Assignment: Find the line with "for git-release-flow operations" in the records below. Copy it and every line after it, up to and including the line with "attempted at all.".
BEGIN Dataset extract
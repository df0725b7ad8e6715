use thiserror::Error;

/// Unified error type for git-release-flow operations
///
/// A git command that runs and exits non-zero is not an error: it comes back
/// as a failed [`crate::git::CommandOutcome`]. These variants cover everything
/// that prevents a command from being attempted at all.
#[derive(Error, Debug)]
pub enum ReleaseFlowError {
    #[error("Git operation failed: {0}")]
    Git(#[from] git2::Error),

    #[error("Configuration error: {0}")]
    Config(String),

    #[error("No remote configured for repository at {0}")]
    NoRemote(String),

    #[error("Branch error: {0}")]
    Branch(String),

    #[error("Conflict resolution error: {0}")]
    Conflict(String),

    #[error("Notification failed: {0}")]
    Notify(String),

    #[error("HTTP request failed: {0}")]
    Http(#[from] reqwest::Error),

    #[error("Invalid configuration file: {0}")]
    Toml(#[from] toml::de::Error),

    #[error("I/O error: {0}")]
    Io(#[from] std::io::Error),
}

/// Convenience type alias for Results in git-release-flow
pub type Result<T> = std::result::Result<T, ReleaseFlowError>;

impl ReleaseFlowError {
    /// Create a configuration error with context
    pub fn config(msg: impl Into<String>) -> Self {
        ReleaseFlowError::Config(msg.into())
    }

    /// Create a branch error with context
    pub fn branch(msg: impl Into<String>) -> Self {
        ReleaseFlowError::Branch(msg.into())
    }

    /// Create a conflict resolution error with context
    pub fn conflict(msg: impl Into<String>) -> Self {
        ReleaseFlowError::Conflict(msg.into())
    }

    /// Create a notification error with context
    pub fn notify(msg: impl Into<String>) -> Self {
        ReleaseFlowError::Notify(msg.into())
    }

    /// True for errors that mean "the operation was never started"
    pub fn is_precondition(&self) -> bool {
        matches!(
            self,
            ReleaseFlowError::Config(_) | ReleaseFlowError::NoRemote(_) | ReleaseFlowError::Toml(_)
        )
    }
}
END Dataset extract
Response:
/// Unified error type for git-release-flow operations
///
/// A git command that runs and exits non-zero is not an error: it comes back
/// as a failed [`crate::git::CommandOutcome`]. These variants cover everything
/// that prevents a command from being attempted at all.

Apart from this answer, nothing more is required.